=== What you will do ===
Wherever the string "FuncSig" turns up in the data, copy the whole line.

####################

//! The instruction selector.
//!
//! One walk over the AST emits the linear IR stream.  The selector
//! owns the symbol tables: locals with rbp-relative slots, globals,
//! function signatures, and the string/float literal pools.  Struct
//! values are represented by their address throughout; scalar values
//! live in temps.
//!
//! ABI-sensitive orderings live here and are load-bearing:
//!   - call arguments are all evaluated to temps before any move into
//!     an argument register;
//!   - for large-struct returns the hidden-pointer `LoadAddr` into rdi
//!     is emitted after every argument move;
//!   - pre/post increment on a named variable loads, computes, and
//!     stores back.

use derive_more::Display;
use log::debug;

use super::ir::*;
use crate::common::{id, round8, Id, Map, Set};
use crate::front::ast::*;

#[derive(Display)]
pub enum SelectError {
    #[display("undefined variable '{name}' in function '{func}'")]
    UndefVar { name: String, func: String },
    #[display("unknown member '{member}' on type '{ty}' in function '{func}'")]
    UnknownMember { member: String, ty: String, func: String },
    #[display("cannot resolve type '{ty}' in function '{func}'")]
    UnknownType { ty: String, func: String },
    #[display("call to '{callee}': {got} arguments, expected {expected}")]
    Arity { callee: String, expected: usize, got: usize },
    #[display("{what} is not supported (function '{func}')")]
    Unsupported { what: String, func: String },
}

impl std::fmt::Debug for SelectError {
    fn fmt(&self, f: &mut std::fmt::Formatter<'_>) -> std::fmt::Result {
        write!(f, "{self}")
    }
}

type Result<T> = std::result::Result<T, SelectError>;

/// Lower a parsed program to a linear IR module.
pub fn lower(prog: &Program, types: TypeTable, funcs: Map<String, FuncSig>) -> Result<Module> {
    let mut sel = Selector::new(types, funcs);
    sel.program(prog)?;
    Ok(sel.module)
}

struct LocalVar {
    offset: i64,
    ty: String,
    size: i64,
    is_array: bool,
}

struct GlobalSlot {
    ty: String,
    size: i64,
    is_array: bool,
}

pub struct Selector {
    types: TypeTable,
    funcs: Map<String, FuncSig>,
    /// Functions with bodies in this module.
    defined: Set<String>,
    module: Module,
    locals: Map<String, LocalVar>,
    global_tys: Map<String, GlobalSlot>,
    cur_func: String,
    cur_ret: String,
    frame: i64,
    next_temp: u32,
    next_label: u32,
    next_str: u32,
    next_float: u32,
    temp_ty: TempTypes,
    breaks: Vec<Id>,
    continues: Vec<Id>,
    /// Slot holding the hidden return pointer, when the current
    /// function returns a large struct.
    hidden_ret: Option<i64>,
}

####################

=== Answer to this task ===
pub fn lower(prog: &Program, types: TypeTable, funcs: Map<String, FuncSig>) -> Result<Module> {
    funcs: Map<String, FuncSig>,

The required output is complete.